04 Creating Container Images How to Write an Effective Dockerfile

04 Creating Container Images How to Write an Effective Dockerfile #

Hello, this is Chrono.

In the last lesson, we learned about containerized applications, which are packaged as images, and how to run and manage them using various Docker commands.

This raises a question: How are these images created? Can we create our own images?

So today, I will explain the internal mechanism of images and teach you the proper and efficient way to write Dockerfile to create container images.

What is the internal mechanism of an image? #

As you may know now, an image is a package file that contains an application and the environment it depends on to run, such as the file system, environment variables, configuration parameters, and so on.

Environment variables and configuration parameters are relatively simple to manage with a manifest file, but the file system is the real challenge. To ensure consistency in the container runtime environment, the image must include the root file system, also known as rootfs, of the operating system where the application resides.

Although these files do not include the system kernel (as containers share the host machine’s kernel), if each image repeats the packaging operation, it would still result in a significant amount of redundancy. Imagine if there are a thousand images all based on the Ubuntu system, then each of these images would duplicate the Ubuntu root directory a thousand times, which would be wasteful in terms of disk storage and network transmission.

Naturally, we would think about extracting the repeated parts and only storing one copy of the Ubuntu root directory file, then allowing these thousand images to share this data in some way.

This idea is a major innovation of container images: layering.

The internal structure of a container image is not flat, but composed of many image layers. Each layer is a set of files that are read-only and cannot be modified. Identical layers can be shared between images, and multiple layers are stacked together like building blocks. Then, a technique called “Union FS (Union File System)” is used to merge them together, forming the file system seen by the container in the end (image source).

Let me use a familiar example of a thousand-layer cake to illustrate this imagery.

A thousand-layer cake is also made up of many layers stacked together. From the top, you can see the raisins, walnuts, almonds, and threads embedded in each layer. Each layer of the cake is like a layer in an image, and the dried fruits are like the files in each layer. However, if the same dried fruit is present in the same position in two layers, meaning there are files with the same name, we can only see the file in the upper layer, while the file in the lower layer is hidden.

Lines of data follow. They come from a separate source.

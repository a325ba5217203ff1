use super::*;

#[test]
fn find_resolves_known_slugs() {
    let category = find("footwear").expect("footwear should exist");
    assert_eq!(category.name, "Footwear");
}

#[test]
fn find_rejects_unknown_slugs() {
    assert_eq!(find("gadgets"), None);
    assert_eq!(find(""), None);
}

#[test]
fn category_paths_are_rooted_under_products() {
    let category = find("apparel").expect("apparel should exist");
    assert_eq!(category_path(category), "/products/apparel");
}

#[test]
fn every_product_references_a_known_category() {
    for product in PRODUCTS {
        assert!(find(product.category).is_some(), "product {} has unknown category {}", product.sku, product.category);
    }
}

#[test]
fn every_category_has_at_least_one_product() {
    for category in CATEGORIES {
        assert!(products_in(category.slug).next().is_some(), "category {} is empty", category.slug);
    }
}

#[test]
fn product_skus_are_unique() {
    for (i, a) in PRODUCTS.iter().enumerate() {
        for b in &PRODUCTS[i + 1..] {
            assert_ne!(a.sku, b.sku);
        }
    }
}
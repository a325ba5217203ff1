//! # client
//!
//! Leptos + WASM frontend for the storefront application.
//!
//! This crate contains pages, components, application state, the catalog
//! table, and the wrapper around the external identity/storage provider.
//! It is rendered server-side by the root `storefront` binary and hydrated
//! in the browser.

pub mod app;
pub mod catalog;
pub mod components;
pub mod net;
pub mod pages;
pub mod provider;
pub mod state;
pub mod util;

#[cfg(feature = "hydrate")]
#[wasm_bindgen::prelude::wasm_bindgen]
pub fn hydrate() {
    console_error_panic_hook::set_once();
    let _ = console_log::init_with_level(log::Level::Info);
    leptos::mount::hydrate_body(app::App);
}
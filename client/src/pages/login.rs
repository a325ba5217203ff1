//! Login page offering OAuth sign-in through the identity provider.

use leptos::prelude::*;

use crate::provider::{OAuthProvider, ProviderClient};

#[component]
pub fn LoginPage() -> impl IntoView {
    let provider = expect_context::<ProviderClient>();
    let info = RwSignal::new(String::new());
    let busy = RwSignal::new(false);

    let sign_in = Callback::new(move |kind: OAuthProvider| {
        if busy.get() {
            return;
        }
        busy.set(true);
        info.set(String::new());

        #[cfg(feature = "hydrate")]
        {
            use crate::provider::IdentityApi as _;

            let provider = provider.clone();
            leptos::task::spawn_local(async move {
                if let Err(e) = provider.sign_in_with_oauth(kind).await {
                    info.set(e.to_string());
                }
                busy.set(false);
            });
        }
        #[cfg(not(feature = "hydrate"))]
        {
            let _ = (&provider, kind);
            busy.set(false);
        }
    });

    view! {
        <div class="login-page">
            <div class="login-card">
                <h1>"Storefront Supply Co."</h1>
                <p class="login-card__subtitle">"Sign in to your account"</p>
                <button
                    class="login-button"
                    disabled=move || busy.get()
                    on:click=move |_| sign_in.run(OAuthProvider::Google)
                >
                    {format!("Sign in with {}", OAuthProvider::Google.label())}
                </button>
                <button
                    class="login-button"
                    disabled=move || busy.get()
                    on:click=move |_| sign_in.run(OAuthProvider::Github)
                >
                    {format!("Sign in with {}", OAuthProvider::Github.label())}
                </button>
                <Show when=move || !info.get().is_empty()>
                    <p class="login-message">{move || info.get()}</p>
                </Show>
            </div>
        </div>
    }
}
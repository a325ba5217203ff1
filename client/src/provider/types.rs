//! Provider capability types — events, errors, subscriptions, OAuth kinds.
//!
//! DESIGN
//! ======
//! `IdentityApi` is the seam between the storefront and the external
//! identity/storage service. Consumers never talk to a concrete backend;
//! they hold a client implementing this trait and react to [`AuthEvent`]s
//! delivered through their subscription.

use std::collections::HashMap;
use std::sync::{Arc, Mutex, Weak};

use crate::net::types::Identity;

/// Auth-state change emitted by the identity provider.
#[derive(Clone, Debug, PartialEq, Eq)]
pub enum AuthEvent {
    /// A user signed in, or an existing session was restored.
    SignedIn(Identity),
    /// The session ended.
    SignedOut,
    /// The provider refreshed the session token for the same user.
    TokenRefreshed(Identity),
}

impl AuthEvent {
    /// The identity carried by this event, if any.
    #[must_use]
    pub fn identity(&self) -> Option<&Identity> {
        match self {
            Self::SignedIn(identity) | Self::TokenRefreshed(identity) => Some(identity),
            Self::SignedOut => None,
        }
    }
}

/// Callback invoked for every auth-state change.
pub type AuthCallback = Arc<dyn Fn(&AuthEvent) + Send + Sync>;

pub(crate) type SubscriberMap = HashMap<u64, AuthCallback>;

/// Handle to a registered auth-state callback.
///
/// `unsubscribe` removes the callback from the provider's registry; no
/// further events are delivered afterwards. Dropping the handle without
/// unsubscribing leaves the callback registered.
pub struct AuthSubscription {
    id: u64,
    subscribers: Weak<Mutex<SubscriberMap>>,
}

impl AuthSubscription {
    pub(crate) fn new(id: u64, subscribers: Weak<Mutex<SubscriberMap>>) -> Self {
        Self { id, subscribers }
    }

    /// Release the subscription. Safe to call after the provider is gone.
    pub fn unsubscribe(self) {
        if let Some(subscribers) = self.subscribers.upgrade() {
            if let Ok(mut map) = subscribers.lock() {
                map.remove(&self.id);
            }
        }
    }
}

/// OAuth providers offered on the login page.
#[derive(Clone, Copy, Debug, PartialEq, Eq)]
pub enum OAuthProvider {
    Google,
    Github,
}

impl OAuthProvider {
    /// Query-parameter slug understood by the provider's authorize endpoint.
    #[must_use]
    pub fn slug(self) -> &'static str {
        match self {
            Self::Google => "google",
            Self::Github => "github",
        }
    }

    /// Human-readable label for sign-in buttons.
    #[must_use]
    pub fn label(self) -> &'static str {
        match self {
            Self::Google => "Google",
            Self::Github => "GitHub",
        }
    }
}

/// Errors surfaced by provider calls. Returned as values, never panics;
/// callers decide whether to show them through the error display widget.
#[derive(Debug, thiserror::Error)]
pub enum ProviderError {
    #[error("identity provider not configured: set STOREFRONT_AUTH_URL and STOREFRONT_AUTH_KEY")]
    NotConfigured,
    #[error("provider request failed: {0}")]
    Request(String),
    #[error("storage upload failed: {0}")]
    Upload(String),
}

/// Capability set of the external identity/storage provider.
///
/// Implemented by [`super::ProviderClient`] over two backends: a live
/// REST-backed variant and a degraded in-memory stand-in selected when
/// endpoint configuration is absent.
#[async_trait::async_trait(?Send)]
pub trait IdentityApi {
    /// Register an auth-state callback. Each subscription is primed with
    /// the provider's current session so new consumers leave their
    /// loading state.
    fn subscribe(&self, callback: AuthCallback) -> AuthSubscription;

    /// Begin an OAuth sign-in flow.
    async fn sign_in_with_oauth(&self, provider: OAuthProvider) -> Result<(), ProviderError>;

    /// End the current session. Consumers observe the result through the
    /// event stream, not the call itself.
    async fn sign_out(&self);

    /// Resolve the currently authenticated user, if any.
    async fn get_user(&self) -> Option<Identity>;

    /// Upload an object to the provider's storage service.
    async fn upload(&self, bucket: &str, path: &str, bytes: Vec<u8>, content_type: &str) -> Result<(), ProviderError>;

    /// Public download URL for a stored object.
    fn public_url(&self, bucket: &str, path: &str) -> String;
}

You can use the command docker inspect to view the layering information of an image. For example, the nginx:alpine image:

docker inspect nginx:alpine

The layering information is in the “RootFS” section:

From this screenshot, you can see that the nginx:alpine image has a total of 6 layers.

I believe now you understand what those “strange” output messages were when using commands like docker pull and docker rmi on images. In fact, those were the individual layers of the image. Docker checks for duplicate layers, and if they already exist locally, it will not download them again. If a layer is shared by other images, it will not be deleted, which helps save disk and network costs.

What is Dockerfile #

Now that we know the internal structure and basic principles of container images, we can learn how to create our own container images, which means packaging our own applications.

As we mentioned when we talked about containers before, containers are like “small houses” and images are like “showrooms”. To create this “showroom”, we need a “blueprint” that specifies how to build the foundation, install utilities, and perform other actions. This “blueprint” is called a “Dockerfile”.

Compared to containers and images, Dockerfile is very ordinary. It is a plain text file that contains a series of build instructions, such as selecting a base image, copying files, running scripts, etc. Each instruction will generate a layer, and Docker will execute all the steps in this file sequentially to create a new image.

Let’s take a look at a simple Dockerfile example:

# Dockerfile.busybox
FROM busybox                  # Select a base image
CMD echo "hello world"        # Default command to run when starting the container

This file contains only two instructions.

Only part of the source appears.